> **WHAT THE TASK ASKS**
Search the material below for the string "SqliteJournalMode". Return every line that holds it.

> **AVAILABLE DATA**
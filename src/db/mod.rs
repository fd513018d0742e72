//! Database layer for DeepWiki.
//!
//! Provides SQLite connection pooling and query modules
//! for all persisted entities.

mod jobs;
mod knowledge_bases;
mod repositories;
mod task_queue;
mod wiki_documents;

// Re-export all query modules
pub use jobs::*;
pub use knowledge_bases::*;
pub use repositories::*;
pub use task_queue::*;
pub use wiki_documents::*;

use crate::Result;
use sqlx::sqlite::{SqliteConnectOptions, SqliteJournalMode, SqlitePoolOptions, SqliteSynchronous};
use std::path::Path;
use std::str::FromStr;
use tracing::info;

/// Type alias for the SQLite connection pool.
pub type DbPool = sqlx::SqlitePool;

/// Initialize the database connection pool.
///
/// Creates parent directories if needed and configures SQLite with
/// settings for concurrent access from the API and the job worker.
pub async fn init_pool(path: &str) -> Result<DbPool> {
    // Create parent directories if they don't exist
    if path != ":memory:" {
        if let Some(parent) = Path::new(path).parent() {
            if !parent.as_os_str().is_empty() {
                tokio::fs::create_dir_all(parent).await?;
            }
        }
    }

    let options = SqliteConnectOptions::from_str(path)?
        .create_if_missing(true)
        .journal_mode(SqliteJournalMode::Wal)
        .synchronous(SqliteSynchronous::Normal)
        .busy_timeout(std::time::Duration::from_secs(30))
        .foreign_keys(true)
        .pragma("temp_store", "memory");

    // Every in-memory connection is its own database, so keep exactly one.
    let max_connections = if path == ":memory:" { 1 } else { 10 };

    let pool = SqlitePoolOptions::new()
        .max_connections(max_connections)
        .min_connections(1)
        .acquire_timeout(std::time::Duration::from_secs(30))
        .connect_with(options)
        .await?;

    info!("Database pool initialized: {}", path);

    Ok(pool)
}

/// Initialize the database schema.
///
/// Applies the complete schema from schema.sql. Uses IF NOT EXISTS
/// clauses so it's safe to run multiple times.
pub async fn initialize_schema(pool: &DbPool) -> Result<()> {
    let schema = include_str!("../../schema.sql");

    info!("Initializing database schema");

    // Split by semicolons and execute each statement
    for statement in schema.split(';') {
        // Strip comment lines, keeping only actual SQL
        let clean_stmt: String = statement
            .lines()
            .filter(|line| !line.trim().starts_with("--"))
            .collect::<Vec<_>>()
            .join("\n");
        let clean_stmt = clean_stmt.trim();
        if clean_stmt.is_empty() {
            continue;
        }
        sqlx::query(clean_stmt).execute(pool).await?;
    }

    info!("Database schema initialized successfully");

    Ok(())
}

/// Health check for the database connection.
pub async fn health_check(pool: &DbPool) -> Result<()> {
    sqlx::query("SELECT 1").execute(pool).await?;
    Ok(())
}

> **SOLUTION FOR THIS PROBLEM**
use sqlx::sqlite::{SqliteConnectOptions, SqliteJournalMode, SqlitePoolOptions, SqliteSynchronous};
        .journal_mode(SqliteJournalMode::Wal)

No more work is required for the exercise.